Bestellinformation
| Produkt | Katalog # | EINHEIT | Preis | ANZAHL | Favoriten | |
UBE1L2 Double Nickase Plasmid (h) | sc-412489-NIC | 20 µg | $410.00 | |||
UBE1L2 Double Nickase Plasmid (h2) | sc-412489-NIC-2 | 20 µg | $410.00 |
UBA6 kodiert das E1-Ubiquitin-aktivierende Enzym UBE1L2, das die Ubiquitin- und Ubiquitin-ähnliche Konjugation einleitet, indem es Ubiquitin adenlyliert und auf E2-Enzyme überträgt, um die nachgeschaltete, durch E3-Ligasen vermittelte Modifikation von Substraten zu unterstützen. Diese Aktivität trägt zur Koordination einer ubiquitinabhängigen Proteostase, der Proteinkontrolle/-qualitätskontrolle und des regulierten Abbaus von Signalfaktoren bei und beeinflusst damit den Zellzyklus, Stressantworten und die angeborene Immun-Signalübertragung. UBA6 ist außerdem mit dem FAT10/UBD-Signalweg verknüpft, da es Ubiquitin-ähnliche Modifikatoren aktiviert, die die Antigenprozessierung und entzündliche Signalwege mitprägen. Eine Fehlregulation der Ubiquitin-Aktivierung und der Konjugationskaskaden ist breit relevant für Mechanismen, die neurodegenerativen Erkrankungen, krebsassoziiertem Rewiring von Signalwegen und der Biologie entzündlicher Erkrankungen zugrunde liegen, wodurch UBA6 ein nützliches Ziel ist, um Abhängigkeiten innerhalb des Ubiquitin-Systems zu untersuchen.
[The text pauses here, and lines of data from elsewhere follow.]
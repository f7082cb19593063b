//! CommonJS-style `require()`: composes the resolver, loader, plugin
//! bridge, and native-module installer behind one script-visible
//! function (spec.md §4.6's "compose resolver + loader + plugin bridge
//! + native-module installer"), grounded on the
//! `Module::declare`/`.eval()` evaluation shape in the teacher's
//! `JsRuntimeAdapter::load_mod_async`, adapted from ES-module
//! evaluation to a synchronous CommonJS wrapper since every loaded
//! source here already takes the `module.exports = ...` shape
//! `gode_manifest::ModuleLoader` produces.

use std::path::{Path, PathBuf};
use std::sync::Arc;

use gode_error::{ErrorKind, ModuleError};
use gode_manifest::{ExtensionClass, ModuleLoader, ResolvedSpecifier, Resolver, NATIVE_EXPORTS_GLOBAL};
use rquickjs::{Ctx, Function, Object, Value as JsValue};

use crate::runtime::RuntimeInner;

/// Install the global `require` function, bound to `referrer` (the
/// module doing the requiring — the entry file for the top-level
/// call).
pub(crate) fn install<'js>(ctx: &Ctx<'js>, inner: &Arc<RuntimeInner>, referrer: PathBuf) -> rquickjs::Result<()> {
    let func = build_require(ctx, inner.clone(), referrer)?;
    ctx.globals().set("require", func)
}

fn build_require<'js>(ctx: &Ctx<'js>, inner: Arc<RuntimeInner>, referrer: PathBuf) -> rquickjs::Result<Function<'js>> {
    Function::new(ctx.clone(), move |ctx: Ctx<'js>, specifier: String| -> rquickjs::Result<JsValue<'js>> {
        require_one(&ctx, &inner, &referrer, &specifier).map_err(|e| {
            let js_message = rquickjs::String::from_str(ctx.clone(), &gode_error::format(&e)).unwrap();
            ctx.throw(js_message.into())
        })
    })
}

fn require_one<'js>(
    ctx: &Ctx<'js>,
    inner: &Arc<RuntimeInner>,
    referrer: &Path,
    specifier: &str,
) -> Result<JsValue<'js>, ModuleError> {
    if let Some(cached) = inner.get_cached_export(ctx, specifier) {
        return Ok(cached);
    }

    let resolved = {
        let manifest = inner.manifest.read().unwrap();
        Resolver::new(&manifest)
            .resolve(specifier, referrer)
            .map_err(|e| e.into_module_error(specifier, &referrer.display().to_string()))?
    };

    let exports = match &resolved {
        ResolvedSpecifier::Builtin(name) => load_builtin(ctx, inner, name)?,
        ResolvedSpecifier::NativePlugin(path, canonical_name) => {
            load_native_plugin(ctx, inner, specifier, path, canonical_name)?
        }
        ResolvedSpecifier::File(path, class) => load_file(ctx, inner, specifier, path, *class)?,
        ResolvedSpecifier::Remote(url) => {
            return Err(ModuleError::new(
                ErrorKind::Resolution,
                "",
                url,
                "require",
                "remote modules are not implemented",
            ))
        }
    };

    inner.cache_export(ctx, specifier, &exports);
    Ok(exports)
}

fn load_builtin<'js>(ctx: &Ctx<'js>, inner: &Arc<RuntimeInner>, name: &str) -> Result<JsValue<'js>, ModuleError> {
    let value = inner.builtins.read().unwrap().get(name).cloned().ok_or_else(|| {
        ModuleError::new(
            ErrorKind::Resolution,
            name,
            "",
            "require",
            format!("no built-in module registered under '{}'", name),
        )
    })?;
    gode_runtime::json_to_js(ctx, &value).map_err(|e| ModuleError::new(ErrorKind::Format, name, "", "require", e))
}

fn load_native_plugin<'js>(
    ctx: &Ctx<'js>,
    inner: &Arc<RuntimeInner>,
    specifier: &str,
    path: &Path,
    canonical_name: &str,
) -> Result<JsValue<'js>, ModuleError> {
    let record = inner.plugin_bridge.load(path)?;
    let plugin_object = gode_runtime::build_plugin_object(ctx, record, inner.callbacks.clone())
        .map_err(|e| eval_error(specifier, path, e.to_string()))?;

    let globals = ctx.globals();
    let natives: Object = match globals.get(NATIVE_EXPORTS_GLOBAL) {
        Ok(obj) => obj,
        Err(_) => {
            let obj = Object::new(ctx.clone()).map_err(|e| eval_error(specifier, path, e.to_string()))?;
            globals
                .set(NATIVE_EXPORTS_GLOBAL, obj.clone())
                .map_err(|e| eval_error(specifier, path, e.to_string()))?;
            obj
        }
    };
    natives
        .set(canonical_name, plugin_object)
        .map_err(|e| eval_error(specifier, path, e.to_string()))?;

    eval_loader_source(
        ctx,
        inner,
        specifier,
        path,
        ResolvedSpecifier::NativePlugin(path.to_path_buf(), canonical_name.to_string()),
    )
}

fn load_file<'js>(
    ctx: &Ctx<'js>,
    inner: &Arc<RuntimeInner>,
    specifier: &str,
    path: &Path,
    class: ExtensionClass,
) -> Result<JsValue<'js>, ModuleError> {
    eval_loader_source(ctx, inner, specifier, path, ResolvedSpecifier::File(path.to_path_buf(), class))
}

/// Read `resolved`'s source via the shared `ModuleLoader`, then
/// evaluate it as a CommonJS body: `(function(module, exports,
/// require) { <source> })(module, module.exports, require)`. A fresh
/// `require` bound to this module's own path is installed as the
/// global before evaluating, so relative requires inside it resolve
/// against the right directory; the previous global `require` is left
/// in place afterward since each module body captures its own closure
/// over the function at call time, not the live global.
fn eval_loader_source<'js>(
    ctx: &Ctx<'js>,
    inner: &Arc<RuntimeInner>,
    specifier: &str,
    path: &Path,
    resolved: ResolvedSpecifier,
) -> Result<JsValue<'js>, ModuleError> {
    let loader = ModuleLoader::new(&inner.module_cache);
    let entry = loader
        .load(specifier, resolved)
        .map_err(|e| e.into_module_error(specifier, &path.display().to_string()))?;

    if entry.source.is_empty() {
        return Ok(JsValue::new_null(ctx.clone()));
    }

    let module_obj = Object::new(ctx.clone()).map_err(|e| eval_error(specifier, path, e.to_string()))?;
    let exports_obj = Object::new(ctx.clone()).map_err(|e| eval_error(specifier, path, e.to_string()))?;
    module_obj
        .set("exports", exports_obj.clone())
        .map_err(|e| eval_error(specifier, path, e.to_string()))?;

    let nested_require = build_require(ctx, inner.clone(), path.to_path_buf())
        .map_err(|e| eval_error(specifier, path, e.to_string()))?;

    let wrapped = format!("(function(module, exports, require) {{\n{}\n}})", entry.source);

    let wrapper_fn: Function = ctx
        .eval(wrapped.into_bytes())
        .map_err(|e| crate::error::js_error_to_module_error(ctx, specifier, path, "eval", e))?;

    wrapper_fn
        .call::<_, JsValue>((module_obj.clone(), exports_obj, nested_require))
        .map_err(|e| crate::error::js_error_to_module_error(ctx, specifier, path, "eval", e))?;

    module_obj.get("exports").map_err(|e| eval_error(specifier, path, e.to_string()))
}

fn eval_error(specifier: &str, path: &Path, message: impl Into<String>) -> ModuleError {
    ModuleError::new(ErrorKind::Script, specifier, &path.display().to_string(), "eval", message.into())
}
UBE1L2 Das Double-Nickase-Plasmid (h) besteht aus einem aufeinander abgestimmten Plasmidpaar, das für die hochspezifische Bearbeitung des UBA6-Lokus in human-Zelllinien entwickelt wurde. Jedes Plasmid exprimiert eine Cas9-D10A-Nickase und eine spezifische sgRNA, die auf entgegengesetzte DNA-Stränge innerhalb von UBA6 abzielt. Wenn sie auf benachbarte Stellen auf entgegengesetzten DNA-Strängen gerichtet sind, erzeugen die beiden Nickasen versetzte Einzelstrang-Schnitte, die zusammen einen versetzten Doppelstrangbruch erzeugen, was eine koordinierte On-Target-Aktivität beider Guides erfordert. Der resultierende DNA-Bruch wird durch endogene zelluläre Reparaturwege behoben, meist durch nicht-homologe Endverknüpfung (NHEJ), was zu Insertionen oder Deletionen führt, die die UBA6-Funktion stören. Durch die Notwendigkeit einer doppelten sgRNA-Bindung am Zielort erhöht der Doppel-Nick-Ansatz die Spezifität der Bearbeitung und bietet eine komplementäre CRISPR-Strategie für Anwendungen, bei denen eine zusätzliche Kontrolle über die Zielgenauigkeit gewünscht ist.
Um eine effiziente Identifizierung editierter Zellen zu unterstützen, kodiert ein Plasmid GFP zur fluoreszierenden Visualisierung transfizierter Populationen, während das Begleitplasmid ein Puromycin-Resistenzgen für die Antibiotika-Selektion trägt. Zusammen unterstützen diese Merkmale eine effiziente Anreicherung co-transfizierter Populationen und vereinfachen die Validierung von Klonen mit UBA6-Störung.
Nur für Forschungszwecke. Nicht für diagnostische oder therapeutische Zwecke bestimmt.